◆ Task item ◆
Within the listing below, please copy exactly the lines between the line holding "sign-in, sign-out and" and the line holding "owns the retry", inclusive.
[Data shown]
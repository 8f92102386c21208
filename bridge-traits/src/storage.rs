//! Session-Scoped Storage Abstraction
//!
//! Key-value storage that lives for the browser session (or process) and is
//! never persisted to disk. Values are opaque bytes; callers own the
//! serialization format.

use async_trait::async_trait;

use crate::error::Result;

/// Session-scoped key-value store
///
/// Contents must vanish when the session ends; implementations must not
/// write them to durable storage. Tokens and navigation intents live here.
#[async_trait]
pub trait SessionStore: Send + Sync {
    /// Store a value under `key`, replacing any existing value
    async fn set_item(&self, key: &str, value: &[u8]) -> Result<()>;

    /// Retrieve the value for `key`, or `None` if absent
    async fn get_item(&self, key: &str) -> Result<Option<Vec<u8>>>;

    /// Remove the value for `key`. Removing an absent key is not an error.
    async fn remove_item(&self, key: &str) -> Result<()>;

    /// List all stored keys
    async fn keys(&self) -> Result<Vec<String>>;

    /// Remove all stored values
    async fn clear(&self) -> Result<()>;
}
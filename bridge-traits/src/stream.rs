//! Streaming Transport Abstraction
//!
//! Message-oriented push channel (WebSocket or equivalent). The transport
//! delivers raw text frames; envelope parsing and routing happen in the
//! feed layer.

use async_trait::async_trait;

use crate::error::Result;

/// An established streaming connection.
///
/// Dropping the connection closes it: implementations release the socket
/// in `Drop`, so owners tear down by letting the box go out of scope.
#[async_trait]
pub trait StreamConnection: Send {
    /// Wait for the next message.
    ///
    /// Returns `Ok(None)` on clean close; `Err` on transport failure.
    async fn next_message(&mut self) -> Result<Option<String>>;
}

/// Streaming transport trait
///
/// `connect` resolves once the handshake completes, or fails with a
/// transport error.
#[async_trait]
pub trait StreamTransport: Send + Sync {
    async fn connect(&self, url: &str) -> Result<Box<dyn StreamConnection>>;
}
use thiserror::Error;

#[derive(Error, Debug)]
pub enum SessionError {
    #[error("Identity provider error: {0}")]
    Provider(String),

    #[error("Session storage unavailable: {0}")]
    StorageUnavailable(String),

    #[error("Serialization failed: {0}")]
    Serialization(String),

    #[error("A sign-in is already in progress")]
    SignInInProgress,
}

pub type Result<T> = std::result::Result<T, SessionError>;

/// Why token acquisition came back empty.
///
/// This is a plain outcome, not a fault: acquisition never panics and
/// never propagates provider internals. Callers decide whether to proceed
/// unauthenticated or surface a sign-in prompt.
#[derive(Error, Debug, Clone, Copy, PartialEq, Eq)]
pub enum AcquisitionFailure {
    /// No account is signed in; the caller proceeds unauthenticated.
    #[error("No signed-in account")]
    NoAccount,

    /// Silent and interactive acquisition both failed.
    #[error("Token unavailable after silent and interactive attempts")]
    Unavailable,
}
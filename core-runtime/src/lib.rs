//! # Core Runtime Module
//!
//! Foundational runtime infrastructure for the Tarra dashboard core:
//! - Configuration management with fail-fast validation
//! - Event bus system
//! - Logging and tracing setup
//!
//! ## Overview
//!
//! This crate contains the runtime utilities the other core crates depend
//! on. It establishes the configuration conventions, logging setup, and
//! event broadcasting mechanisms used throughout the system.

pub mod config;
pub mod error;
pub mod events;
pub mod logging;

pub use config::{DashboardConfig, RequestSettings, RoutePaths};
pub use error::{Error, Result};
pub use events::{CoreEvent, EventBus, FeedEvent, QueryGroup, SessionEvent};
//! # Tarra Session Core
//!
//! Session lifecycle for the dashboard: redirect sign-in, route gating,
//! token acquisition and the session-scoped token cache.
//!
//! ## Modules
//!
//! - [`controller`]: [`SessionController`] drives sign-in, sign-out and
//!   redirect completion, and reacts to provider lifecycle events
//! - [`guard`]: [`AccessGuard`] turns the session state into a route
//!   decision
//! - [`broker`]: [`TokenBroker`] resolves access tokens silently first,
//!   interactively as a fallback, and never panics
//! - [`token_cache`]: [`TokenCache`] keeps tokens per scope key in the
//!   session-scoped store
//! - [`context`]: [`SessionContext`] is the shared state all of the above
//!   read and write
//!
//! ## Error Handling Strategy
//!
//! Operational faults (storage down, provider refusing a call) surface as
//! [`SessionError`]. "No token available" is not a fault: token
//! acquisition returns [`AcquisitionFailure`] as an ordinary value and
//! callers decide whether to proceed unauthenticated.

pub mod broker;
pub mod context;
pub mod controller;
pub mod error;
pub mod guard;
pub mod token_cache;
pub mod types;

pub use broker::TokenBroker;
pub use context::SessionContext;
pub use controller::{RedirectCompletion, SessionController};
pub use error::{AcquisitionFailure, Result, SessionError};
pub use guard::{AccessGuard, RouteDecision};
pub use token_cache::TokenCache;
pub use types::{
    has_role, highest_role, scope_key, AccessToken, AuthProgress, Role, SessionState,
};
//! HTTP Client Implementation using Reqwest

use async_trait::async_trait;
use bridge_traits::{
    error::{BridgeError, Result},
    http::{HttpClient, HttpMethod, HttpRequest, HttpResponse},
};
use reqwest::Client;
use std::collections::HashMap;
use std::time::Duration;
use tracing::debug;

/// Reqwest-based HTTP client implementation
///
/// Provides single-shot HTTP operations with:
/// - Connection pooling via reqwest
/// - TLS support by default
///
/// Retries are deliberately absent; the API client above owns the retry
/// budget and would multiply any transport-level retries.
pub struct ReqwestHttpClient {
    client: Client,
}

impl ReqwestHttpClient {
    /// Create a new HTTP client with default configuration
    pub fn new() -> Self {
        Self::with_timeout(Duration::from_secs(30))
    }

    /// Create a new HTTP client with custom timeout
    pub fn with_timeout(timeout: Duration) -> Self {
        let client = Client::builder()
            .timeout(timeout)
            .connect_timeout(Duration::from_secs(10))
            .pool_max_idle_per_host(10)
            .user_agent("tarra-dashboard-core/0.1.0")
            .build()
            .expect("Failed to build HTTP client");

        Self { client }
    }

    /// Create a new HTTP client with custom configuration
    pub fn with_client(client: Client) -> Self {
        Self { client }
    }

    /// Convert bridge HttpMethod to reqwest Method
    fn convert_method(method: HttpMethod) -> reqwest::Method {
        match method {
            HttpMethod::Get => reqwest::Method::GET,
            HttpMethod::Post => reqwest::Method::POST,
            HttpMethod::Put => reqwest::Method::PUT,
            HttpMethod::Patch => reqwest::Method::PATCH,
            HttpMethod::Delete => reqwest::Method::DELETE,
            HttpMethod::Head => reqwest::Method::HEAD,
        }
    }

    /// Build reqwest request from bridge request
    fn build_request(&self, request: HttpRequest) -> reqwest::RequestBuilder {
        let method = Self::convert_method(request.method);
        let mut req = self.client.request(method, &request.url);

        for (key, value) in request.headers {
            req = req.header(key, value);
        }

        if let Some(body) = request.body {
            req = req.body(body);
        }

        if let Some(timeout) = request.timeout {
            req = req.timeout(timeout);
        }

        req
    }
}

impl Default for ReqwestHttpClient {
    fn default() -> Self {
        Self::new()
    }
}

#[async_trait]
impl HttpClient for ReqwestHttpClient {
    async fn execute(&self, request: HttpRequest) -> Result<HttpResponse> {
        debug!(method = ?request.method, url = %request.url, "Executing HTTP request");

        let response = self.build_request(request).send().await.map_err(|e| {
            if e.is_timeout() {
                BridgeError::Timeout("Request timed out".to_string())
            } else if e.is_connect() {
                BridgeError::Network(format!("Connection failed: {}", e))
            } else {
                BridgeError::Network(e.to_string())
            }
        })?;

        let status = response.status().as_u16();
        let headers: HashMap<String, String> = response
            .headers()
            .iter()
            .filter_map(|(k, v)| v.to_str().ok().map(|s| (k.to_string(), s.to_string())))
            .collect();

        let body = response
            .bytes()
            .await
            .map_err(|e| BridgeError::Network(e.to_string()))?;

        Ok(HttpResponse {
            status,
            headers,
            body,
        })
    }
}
[/Data shown]
[Data shown]
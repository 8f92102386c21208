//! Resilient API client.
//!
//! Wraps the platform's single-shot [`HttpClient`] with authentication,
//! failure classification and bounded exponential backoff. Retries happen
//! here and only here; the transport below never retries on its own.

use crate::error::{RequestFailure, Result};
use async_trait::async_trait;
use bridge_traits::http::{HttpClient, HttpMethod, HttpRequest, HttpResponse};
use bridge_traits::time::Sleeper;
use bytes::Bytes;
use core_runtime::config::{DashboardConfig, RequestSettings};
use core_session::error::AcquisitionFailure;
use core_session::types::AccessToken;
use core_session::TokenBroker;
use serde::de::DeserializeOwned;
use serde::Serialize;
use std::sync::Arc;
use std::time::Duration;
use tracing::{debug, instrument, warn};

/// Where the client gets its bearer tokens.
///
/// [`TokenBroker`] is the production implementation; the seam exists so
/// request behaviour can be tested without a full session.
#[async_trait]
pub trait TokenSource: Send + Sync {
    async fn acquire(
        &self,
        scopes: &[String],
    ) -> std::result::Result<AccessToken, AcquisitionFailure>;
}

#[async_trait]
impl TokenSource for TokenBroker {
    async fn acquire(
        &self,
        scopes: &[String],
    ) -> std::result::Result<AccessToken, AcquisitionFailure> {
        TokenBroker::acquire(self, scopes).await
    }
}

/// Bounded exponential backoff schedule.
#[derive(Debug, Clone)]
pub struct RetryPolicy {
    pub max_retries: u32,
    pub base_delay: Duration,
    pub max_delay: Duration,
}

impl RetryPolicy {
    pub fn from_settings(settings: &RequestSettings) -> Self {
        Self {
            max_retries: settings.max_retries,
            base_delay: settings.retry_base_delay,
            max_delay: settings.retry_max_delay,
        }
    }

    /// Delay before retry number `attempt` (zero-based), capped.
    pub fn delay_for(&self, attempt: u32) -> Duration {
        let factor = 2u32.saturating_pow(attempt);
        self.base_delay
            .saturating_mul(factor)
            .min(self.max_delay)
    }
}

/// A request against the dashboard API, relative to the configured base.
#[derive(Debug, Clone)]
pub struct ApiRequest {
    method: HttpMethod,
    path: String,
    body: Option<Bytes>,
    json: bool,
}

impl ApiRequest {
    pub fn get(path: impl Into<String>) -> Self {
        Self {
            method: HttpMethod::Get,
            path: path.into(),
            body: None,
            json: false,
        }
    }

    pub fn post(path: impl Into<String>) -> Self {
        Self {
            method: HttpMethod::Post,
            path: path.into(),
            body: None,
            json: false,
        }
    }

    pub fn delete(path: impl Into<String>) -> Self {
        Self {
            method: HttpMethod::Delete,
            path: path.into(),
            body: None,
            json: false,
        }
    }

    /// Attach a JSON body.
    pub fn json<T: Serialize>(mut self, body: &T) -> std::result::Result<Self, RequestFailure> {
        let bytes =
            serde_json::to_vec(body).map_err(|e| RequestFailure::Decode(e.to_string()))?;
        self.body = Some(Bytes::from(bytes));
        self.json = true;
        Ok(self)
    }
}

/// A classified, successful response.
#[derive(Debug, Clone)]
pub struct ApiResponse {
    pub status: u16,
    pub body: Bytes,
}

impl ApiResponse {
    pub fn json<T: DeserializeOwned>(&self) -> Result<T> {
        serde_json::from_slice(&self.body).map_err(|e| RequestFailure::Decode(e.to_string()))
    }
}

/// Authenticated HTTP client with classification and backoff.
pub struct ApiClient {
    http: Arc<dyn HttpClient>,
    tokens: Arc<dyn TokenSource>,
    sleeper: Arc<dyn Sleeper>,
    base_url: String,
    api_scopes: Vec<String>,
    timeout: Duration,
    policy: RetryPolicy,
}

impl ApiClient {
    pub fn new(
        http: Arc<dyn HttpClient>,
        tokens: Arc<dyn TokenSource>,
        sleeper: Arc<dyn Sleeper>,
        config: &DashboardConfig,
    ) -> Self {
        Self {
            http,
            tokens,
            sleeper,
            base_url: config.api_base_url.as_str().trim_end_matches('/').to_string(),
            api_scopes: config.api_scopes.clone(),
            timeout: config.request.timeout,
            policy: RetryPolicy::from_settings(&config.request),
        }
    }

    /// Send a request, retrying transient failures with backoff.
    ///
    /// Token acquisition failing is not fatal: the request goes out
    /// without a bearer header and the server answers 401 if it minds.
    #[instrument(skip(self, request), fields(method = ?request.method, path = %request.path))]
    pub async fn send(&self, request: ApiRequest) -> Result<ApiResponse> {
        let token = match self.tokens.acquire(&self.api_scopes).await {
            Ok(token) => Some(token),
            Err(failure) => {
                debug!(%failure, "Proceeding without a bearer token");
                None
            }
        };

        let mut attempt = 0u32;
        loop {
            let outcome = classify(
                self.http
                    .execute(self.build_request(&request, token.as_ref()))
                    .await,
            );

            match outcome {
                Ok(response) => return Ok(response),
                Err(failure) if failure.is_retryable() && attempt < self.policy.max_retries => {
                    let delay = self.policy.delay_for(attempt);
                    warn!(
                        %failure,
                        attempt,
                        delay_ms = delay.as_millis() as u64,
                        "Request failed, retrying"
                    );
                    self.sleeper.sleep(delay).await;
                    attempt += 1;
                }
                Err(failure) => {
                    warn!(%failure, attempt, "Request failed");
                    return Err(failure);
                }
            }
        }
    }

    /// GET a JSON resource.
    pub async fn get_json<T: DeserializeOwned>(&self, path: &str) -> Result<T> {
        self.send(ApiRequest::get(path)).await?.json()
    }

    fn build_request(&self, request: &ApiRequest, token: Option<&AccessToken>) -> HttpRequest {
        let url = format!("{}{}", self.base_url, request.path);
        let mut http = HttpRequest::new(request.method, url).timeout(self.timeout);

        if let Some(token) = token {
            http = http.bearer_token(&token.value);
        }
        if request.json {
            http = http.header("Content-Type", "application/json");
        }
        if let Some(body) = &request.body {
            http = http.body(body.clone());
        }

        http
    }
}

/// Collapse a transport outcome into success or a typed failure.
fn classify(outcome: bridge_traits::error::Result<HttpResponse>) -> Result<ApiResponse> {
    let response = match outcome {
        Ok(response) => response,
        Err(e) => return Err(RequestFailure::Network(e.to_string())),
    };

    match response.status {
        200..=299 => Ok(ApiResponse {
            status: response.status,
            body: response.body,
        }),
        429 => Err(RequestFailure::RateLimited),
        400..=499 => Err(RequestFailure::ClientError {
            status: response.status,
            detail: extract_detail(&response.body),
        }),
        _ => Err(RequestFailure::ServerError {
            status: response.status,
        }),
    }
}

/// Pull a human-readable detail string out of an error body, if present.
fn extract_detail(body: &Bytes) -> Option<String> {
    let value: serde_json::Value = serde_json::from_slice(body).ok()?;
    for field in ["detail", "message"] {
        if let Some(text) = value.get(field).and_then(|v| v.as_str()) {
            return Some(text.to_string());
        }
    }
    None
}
[/Data shown]
◆ Exercise response ◆
//! - [`controller`]: [`SessionController`] drives sign-in, sign-out and
//!   redirect completion, and reacts to provider lifecycle events
//! - [`guard`]: [`AccessGuard`] turns the session state into a route
//!   decision
//! - [`broker`]: [`TokenBroker`] resolves access tokens silently first,
//!   interactively as a fallback, and never panics
//! - [`token_cache`]: [`TokenCache`] keeps tokens per scope key in the
//!   session-scoped store
//! - [`context`]: [`SessionContext`] is the shared state all of the above
//!   read and write
//!
//! ## Error Handling Strategy
//!
//! Operational faults (storage down, provider refusing a call) surface as
//! [`SessionError`]. "No token available" is not a fault: token
//! acquisition returns [`AcquisitionFailure`] as an ordinary value and
//! callers decide whether to proceed unauthenticated.

pub mod broker;
pub mod context;
pub mod controller;
pub mod error;
pub mod guard;
pub mod token_cache;
pub mod types;

pub use broker::TokenBroker;
pub use context::SessionContext;
pub use controller::{RedirectCompletion, SessionController};
pub use error::{AcquisitionFailure, Result, SessionError};
pub use guard::{AccessGuard, RouteDecision};
pub use token_cache::TokenCache;
pub use types::{
    has_role, highest_role, scope_key, AccessToken, AuthProgress, Role, SessionState,
};
//! HTTP Client Implementation using Reqwest

use async_trait::async_trait;
use bridge_traits::{
    error::{BridgeError, Result},
    http::{HttpClient, HttpMethod, HttpRequest, HttpResponse},
};
use reqwest::Client;
use std::collections::HashMap;
use std::time::Duration;
use tracing::debug;

/// Reqwest-based HTTP client implementation
///
/// Provides single-shot HTTP operations with:
/// - Connection pooling via reqwest
/// - TLS support by default
///
/// Retries are deliberately absent; the API client above owns the retry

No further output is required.